---------- DATA SHOWN

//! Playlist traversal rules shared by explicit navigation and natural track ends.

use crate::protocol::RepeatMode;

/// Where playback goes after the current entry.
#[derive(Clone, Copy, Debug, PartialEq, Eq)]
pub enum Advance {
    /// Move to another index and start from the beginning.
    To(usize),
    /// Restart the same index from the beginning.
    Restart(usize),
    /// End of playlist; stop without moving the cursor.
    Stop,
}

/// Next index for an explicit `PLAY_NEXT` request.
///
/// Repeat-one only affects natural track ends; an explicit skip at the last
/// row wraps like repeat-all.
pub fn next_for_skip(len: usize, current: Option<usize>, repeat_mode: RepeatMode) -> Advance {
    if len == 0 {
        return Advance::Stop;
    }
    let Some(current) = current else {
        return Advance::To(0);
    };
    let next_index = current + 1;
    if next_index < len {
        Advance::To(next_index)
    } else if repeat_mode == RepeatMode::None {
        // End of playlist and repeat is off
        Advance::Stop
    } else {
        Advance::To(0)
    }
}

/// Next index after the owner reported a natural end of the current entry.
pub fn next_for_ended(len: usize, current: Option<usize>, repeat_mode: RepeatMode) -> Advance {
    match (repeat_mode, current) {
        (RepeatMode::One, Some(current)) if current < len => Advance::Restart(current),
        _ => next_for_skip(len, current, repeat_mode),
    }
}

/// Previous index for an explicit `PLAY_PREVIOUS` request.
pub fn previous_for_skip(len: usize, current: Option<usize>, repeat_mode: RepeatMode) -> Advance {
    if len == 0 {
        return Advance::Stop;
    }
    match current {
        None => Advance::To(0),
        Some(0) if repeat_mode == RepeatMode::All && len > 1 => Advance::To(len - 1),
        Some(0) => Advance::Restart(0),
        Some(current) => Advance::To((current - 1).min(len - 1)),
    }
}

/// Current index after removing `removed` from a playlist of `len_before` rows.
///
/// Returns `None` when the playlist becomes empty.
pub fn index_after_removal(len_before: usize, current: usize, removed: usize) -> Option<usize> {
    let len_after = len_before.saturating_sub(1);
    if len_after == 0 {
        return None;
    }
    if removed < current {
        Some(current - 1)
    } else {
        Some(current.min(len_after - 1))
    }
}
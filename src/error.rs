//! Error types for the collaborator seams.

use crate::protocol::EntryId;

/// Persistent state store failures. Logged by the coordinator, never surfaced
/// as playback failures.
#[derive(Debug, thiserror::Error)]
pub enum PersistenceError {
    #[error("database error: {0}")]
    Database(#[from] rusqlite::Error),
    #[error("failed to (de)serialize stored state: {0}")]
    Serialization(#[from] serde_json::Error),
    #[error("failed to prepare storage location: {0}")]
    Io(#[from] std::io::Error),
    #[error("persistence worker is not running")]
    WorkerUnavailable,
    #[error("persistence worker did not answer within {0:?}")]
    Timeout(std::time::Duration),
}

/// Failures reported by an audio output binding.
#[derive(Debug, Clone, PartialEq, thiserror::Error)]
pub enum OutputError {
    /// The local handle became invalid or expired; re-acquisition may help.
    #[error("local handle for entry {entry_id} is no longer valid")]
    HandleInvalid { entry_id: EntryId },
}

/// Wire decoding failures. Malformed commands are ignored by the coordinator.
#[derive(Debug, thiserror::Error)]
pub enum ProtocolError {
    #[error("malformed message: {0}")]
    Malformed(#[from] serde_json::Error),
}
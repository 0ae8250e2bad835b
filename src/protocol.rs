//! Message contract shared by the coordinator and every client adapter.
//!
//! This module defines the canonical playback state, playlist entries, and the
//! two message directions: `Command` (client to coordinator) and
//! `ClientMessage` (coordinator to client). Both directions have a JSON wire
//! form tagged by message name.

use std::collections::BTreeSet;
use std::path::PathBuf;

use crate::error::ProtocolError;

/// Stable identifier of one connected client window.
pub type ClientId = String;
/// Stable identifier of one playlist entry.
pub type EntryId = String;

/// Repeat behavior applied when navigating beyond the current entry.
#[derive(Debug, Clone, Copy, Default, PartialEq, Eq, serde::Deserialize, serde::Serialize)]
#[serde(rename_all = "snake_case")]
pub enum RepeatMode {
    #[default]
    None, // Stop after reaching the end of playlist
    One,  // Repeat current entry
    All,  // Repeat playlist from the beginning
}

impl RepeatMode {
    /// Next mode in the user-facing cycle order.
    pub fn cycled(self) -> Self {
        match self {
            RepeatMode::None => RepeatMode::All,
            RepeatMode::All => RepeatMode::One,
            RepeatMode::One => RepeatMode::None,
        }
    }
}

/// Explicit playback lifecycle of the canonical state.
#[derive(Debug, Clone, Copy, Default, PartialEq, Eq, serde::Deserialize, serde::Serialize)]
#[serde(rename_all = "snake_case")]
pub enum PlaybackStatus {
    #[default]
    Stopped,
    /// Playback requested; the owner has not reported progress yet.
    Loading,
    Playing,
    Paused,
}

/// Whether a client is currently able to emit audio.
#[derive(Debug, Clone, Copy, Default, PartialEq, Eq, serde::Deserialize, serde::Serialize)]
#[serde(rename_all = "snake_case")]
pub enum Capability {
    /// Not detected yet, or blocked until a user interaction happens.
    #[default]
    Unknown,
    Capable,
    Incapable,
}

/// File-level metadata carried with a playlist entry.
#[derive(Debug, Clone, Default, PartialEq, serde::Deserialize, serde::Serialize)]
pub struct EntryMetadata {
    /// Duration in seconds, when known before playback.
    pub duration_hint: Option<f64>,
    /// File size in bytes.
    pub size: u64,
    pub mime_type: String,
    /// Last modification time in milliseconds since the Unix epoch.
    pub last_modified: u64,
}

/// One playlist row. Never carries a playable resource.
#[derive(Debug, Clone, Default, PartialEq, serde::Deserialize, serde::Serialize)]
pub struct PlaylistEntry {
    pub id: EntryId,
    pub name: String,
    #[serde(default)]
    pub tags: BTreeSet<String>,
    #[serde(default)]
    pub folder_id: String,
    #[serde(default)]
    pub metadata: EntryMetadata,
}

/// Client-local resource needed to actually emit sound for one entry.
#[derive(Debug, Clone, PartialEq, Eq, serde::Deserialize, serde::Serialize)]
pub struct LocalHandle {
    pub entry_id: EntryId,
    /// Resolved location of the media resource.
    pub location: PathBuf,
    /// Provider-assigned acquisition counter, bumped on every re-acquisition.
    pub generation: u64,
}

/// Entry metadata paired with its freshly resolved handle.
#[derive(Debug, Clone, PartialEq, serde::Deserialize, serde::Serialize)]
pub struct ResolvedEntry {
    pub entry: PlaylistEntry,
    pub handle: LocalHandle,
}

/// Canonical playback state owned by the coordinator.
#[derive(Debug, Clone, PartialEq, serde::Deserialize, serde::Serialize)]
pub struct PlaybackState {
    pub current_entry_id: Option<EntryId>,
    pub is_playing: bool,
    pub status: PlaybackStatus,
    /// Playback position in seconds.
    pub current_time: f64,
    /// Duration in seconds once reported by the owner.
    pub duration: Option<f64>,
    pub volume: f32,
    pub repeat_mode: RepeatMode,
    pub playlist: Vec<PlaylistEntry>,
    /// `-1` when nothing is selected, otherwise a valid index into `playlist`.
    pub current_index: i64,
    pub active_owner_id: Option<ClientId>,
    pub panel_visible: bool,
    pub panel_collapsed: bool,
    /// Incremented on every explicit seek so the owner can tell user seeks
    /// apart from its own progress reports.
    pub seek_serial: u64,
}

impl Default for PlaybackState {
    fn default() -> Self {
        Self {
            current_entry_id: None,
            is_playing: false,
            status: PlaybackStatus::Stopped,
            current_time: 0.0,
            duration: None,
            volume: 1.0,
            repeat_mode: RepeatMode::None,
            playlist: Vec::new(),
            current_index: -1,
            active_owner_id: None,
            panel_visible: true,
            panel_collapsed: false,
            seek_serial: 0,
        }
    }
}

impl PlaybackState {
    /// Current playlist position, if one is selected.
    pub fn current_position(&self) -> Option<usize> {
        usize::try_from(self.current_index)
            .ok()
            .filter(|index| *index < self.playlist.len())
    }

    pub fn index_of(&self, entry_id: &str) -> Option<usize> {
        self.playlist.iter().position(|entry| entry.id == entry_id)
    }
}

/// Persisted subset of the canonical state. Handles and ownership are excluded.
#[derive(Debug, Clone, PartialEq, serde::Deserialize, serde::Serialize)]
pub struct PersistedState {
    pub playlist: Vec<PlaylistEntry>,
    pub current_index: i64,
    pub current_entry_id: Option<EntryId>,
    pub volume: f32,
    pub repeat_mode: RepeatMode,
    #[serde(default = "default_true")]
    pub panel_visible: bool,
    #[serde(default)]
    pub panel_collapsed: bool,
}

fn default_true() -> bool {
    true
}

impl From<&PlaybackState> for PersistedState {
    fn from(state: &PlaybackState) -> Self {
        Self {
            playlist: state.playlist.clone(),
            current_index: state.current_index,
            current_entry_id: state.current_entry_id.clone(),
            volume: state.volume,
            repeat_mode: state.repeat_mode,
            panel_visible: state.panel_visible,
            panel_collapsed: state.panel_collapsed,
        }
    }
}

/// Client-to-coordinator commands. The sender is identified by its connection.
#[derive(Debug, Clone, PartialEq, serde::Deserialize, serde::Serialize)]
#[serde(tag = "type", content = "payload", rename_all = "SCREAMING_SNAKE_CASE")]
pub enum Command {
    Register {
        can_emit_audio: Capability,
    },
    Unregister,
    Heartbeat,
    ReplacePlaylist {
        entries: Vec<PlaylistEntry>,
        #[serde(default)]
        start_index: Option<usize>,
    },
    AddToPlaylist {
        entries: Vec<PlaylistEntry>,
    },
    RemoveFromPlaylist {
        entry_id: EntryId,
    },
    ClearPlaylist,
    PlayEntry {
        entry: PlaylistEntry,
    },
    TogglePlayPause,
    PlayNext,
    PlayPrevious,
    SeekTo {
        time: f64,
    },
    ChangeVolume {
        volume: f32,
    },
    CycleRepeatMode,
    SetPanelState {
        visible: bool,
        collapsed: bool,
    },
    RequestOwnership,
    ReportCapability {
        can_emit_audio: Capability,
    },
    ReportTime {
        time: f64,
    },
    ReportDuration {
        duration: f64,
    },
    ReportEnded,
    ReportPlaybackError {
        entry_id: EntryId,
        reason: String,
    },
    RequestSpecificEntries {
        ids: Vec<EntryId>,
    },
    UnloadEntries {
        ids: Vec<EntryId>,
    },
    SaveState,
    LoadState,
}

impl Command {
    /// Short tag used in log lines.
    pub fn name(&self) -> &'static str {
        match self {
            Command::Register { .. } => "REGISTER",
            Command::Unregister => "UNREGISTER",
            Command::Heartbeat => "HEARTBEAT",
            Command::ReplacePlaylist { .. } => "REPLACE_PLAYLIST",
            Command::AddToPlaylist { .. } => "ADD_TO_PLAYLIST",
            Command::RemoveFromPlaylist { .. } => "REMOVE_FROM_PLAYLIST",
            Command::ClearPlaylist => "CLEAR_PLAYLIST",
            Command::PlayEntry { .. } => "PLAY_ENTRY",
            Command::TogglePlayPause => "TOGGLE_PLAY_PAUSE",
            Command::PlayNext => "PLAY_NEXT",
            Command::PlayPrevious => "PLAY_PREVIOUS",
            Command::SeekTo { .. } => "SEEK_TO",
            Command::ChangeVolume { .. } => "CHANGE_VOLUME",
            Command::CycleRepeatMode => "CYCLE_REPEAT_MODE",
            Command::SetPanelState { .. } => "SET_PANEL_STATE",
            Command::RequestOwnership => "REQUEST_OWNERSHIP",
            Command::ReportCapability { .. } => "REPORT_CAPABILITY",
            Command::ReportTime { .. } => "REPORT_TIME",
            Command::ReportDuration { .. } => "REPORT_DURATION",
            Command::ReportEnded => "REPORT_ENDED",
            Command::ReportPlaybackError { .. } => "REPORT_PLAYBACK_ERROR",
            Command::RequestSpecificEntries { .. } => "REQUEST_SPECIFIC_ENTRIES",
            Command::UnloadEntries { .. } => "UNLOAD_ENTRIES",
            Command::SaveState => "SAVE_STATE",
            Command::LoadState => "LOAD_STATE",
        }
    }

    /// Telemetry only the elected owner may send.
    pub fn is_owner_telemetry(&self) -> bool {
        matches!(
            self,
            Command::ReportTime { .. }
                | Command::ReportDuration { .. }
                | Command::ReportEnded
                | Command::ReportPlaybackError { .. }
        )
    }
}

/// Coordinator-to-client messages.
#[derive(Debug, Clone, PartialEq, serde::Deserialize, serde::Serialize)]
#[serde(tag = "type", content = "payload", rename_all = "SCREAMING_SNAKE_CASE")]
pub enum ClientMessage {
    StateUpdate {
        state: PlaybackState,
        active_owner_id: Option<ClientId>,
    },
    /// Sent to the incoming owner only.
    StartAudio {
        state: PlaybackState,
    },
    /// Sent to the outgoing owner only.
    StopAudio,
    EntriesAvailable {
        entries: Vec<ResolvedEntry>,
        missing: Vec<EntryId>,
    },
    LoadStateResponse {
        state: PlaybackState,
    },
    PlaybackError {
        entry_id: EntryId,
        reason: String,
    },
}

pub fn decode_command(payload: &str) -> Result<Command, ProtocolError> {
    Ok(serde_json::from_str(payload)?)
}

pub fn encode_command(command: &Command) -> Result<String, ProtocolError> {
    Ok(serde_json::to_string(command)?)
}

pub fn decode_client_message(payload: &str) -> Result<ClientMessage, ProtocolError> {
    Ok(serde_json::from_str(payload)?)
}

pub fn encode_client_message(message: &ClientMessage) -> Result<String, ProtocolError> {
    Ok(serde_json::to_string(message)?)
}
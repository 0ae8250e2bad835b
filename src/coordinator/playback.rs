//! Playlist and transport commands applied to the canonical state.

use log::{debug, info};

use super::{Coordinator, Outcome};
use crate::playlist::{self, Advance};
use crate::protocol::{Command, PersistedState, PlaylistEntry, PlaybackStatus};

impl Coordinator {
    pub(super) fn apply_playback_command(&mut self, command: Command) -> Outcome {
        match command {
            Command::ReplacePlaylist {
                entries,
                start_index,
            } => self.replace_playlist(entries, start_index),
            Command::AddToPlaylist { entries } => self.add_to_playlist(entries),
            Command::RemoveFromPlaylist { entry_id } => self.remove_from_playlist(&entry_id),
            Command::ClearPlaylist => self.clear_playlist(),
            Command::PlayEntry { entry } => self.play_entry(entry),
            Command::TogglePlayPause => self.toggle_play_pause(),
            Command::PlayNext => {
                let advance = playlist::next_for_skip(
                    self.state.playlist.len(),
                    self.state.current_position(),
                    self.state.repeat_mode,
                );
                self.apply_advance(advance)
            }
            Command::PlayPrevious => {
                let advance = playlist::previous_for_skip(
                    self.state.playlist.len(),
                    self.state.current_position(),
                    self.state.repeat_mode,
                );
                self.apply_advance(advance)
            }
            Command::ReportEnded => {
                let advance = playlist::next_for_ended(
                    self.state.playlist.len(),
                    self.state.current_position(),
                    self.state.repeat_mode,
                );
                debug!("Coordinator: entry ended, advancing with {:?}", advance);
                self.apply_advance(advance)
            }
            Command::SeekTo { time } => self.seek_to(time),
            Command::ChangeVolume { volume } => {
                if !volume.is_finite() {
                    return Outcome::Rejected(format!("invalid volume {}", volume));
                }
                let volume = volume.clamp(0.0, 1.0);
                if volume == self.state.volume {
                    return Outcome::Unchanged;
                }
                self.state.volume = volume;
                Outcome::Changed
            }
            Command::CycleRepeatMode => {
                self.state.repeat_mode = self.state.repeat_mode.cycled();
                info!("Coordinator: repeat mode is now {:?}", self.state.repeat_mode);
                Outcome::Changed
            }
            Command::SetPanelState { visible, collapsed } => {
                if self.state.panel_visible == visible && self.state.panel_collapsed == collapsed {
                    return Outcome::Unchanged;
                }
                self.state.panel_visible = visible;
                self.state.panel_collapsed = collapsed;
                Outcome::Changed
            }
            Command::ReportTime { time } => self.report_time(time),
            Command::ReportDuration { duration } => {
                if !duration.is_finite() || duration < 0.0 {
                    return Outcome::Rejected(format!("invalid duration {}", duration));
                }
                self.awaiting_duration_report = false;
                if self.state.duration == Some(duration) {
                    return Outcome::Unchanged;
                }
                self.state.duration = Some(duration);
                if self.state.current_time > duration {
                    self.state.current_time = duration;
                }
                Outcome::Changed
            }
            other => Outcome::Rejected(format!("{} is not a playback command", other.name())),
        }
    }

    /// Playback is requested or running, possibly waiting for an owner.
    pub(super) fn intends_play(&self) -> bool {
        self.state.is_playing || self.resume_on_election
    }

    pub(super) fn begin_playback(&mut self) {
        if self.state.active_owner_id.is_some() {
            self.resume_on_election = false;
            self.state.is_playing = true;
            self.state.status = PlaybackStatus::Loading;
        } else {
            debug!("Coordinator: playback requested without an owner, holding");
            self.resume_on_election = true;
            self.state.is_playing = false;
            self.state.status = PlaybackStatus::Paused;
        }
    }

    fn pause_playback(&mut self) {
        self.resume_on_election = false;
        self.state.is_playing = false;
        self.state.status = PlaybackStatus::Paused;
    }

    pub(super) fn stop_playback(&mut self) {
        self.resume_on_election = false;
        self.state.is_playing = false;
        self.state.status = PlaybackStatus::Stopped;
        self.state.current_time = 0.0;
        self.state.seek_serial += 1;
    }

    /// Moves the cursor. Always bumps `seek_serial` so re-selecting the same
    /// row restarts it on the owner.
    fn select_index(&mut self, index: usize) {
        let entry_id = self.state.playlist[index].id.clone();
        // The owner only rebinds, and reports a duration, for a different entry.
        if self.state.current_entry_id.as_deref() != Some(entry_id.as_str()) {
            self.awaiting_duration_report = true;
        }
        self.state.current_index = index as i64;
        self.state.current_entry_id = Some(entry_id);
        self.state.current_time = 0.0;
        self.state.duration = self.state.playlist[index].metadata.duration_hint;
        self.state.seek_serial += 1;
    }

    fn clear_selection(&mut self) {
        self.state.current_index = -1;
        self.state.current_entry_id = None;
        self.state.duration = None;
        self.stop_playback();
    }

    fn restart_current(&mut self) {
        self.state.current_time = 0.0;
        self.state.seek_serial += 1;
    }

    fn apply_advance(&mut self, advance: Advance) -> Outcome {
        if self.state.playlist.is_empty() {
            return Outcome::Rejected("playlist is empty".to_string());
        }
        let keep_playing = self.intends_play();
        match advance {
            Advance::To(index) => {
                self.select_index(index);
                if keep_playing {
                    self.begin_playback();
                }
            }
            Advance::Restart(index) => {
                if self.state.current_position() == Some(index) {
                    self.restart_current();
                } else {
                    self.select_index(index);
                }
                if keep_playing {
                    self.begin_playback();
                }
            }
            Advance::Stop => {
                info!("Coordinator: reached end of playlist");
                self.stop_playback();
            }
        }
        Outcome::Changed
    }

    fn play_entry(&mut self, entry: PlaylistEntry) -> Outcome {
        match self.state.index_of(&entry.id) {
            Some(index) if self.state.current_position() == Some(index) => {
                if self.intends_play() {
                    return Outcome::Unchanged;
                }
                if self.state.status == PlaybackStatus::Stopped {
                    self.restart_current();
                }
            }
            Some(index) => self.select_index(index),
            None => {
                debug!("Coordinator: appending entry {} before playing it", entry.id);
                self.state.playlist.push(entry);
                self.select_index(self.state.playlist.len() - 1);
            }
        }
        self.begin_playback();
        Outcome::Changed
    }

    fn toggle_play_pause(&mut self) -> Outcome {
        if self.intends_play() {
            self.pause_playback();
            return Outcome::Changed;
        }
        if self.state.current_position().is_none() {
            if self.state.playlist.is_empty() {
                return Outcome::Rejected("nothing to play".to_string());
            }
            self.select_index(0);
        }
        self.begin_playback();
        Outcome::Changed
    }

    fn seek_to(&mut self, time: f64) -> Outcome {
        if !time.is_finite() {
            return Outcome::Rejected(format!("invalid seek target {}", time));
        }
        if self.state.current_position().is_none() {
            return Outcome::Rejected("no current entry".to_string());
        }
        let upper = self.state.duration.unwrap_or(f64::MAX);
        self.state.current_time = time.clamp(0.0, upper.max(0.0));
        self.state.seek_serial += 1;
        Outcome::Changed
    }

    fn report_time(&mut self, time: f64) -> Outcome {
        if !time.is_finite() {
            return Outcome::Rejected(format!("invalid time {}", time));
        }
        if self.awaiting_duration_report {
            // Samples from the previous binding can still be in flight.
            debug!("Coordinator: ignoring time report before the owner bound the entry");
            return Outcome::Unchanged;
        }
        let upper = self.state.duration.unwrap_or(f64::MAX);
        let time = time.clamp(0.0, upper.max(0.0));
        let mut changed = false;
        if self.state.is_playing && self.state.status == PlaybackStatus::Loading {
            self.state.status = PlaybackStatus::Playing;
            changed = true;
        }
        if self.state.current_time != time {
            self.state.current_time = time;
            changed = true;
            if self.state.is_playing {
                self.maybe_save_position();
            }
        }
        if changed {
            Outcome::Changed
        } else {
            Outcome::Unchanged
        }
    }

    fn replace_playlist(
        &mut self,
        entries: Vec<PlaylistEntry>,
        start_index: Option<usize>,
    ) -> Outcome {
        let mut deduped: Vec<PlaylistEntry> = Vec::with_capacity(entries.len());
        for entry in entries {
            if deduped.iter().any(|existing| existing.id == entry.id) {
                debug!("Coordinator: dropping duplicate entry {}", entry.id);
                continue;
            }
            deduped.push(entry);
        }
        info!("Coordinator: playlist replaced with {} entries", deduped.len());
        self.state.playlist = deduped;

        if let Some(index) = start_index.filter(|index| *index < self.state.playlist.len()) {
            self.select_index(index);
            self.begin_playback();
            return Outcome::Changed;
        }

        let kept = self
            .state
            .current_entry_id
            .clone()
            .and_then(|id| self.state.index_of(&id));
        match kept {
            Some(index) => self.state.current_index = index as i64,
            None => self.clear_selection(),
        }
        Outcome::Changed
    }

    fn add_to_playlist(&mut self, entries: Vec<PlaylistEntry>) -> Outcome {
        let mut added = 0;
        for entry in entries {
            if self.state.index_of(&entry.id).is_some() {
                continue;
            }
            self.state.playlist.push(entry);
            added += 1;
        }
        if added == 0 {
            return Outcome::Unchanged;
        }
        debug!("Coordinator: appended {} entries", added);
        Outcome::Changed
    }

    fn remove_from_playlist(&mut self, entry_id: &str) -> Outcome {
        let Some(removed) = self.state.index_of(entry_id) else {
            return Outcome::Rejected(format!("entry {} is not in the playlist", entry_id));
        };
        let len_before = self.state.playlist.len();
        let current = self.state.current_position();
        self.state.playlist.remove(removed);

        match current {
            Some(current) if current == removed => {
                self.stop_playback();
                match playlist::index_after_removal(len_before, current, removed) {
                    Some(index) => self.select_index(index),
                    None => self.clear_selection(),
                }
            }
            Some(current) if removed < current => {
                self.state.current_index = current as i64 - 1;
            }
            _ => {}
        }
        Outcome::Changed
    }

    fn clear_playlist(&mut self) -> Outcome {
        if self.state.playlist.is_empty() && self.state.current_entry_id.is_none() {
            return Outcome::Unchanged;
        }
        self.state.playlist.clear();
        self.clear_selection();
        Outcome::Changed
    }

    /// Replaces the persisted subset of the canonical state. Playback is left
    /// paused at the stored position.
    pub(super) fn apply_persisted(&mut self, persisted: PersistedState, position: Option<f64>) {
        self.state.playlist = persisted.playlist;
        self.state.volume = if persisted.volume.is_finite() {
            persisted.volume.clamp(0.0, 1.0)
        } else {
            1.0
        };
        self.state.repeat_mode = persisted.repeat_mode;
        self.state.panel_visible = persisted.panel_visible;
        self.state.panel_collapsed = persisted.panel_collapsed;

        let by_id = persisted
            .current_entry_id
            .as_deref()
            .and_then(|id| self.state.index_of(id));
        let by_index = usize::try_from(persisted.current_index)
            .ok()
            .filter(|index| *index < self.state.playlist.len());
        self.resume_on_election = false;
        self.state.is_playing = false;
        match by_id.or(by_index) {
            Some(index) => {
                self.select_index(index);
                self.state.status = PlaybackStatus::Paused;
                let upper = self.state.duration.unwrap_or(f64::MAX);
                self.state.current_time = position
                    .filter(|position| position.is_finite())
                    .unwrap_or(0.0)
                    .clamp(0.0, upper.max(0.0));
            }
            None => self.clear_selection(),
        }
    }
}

--------------------

*WORK ORDER*: In the entries above, find each line with the word "user" and copy it.

*REPLY TO THE EXERCISE*:
    /// Next mode in the user-facing cycle order.
    /// Not detected yet, or blocked until a user interaction happens.
    /// Incremented on every explicit seek so the owner can tell user seeks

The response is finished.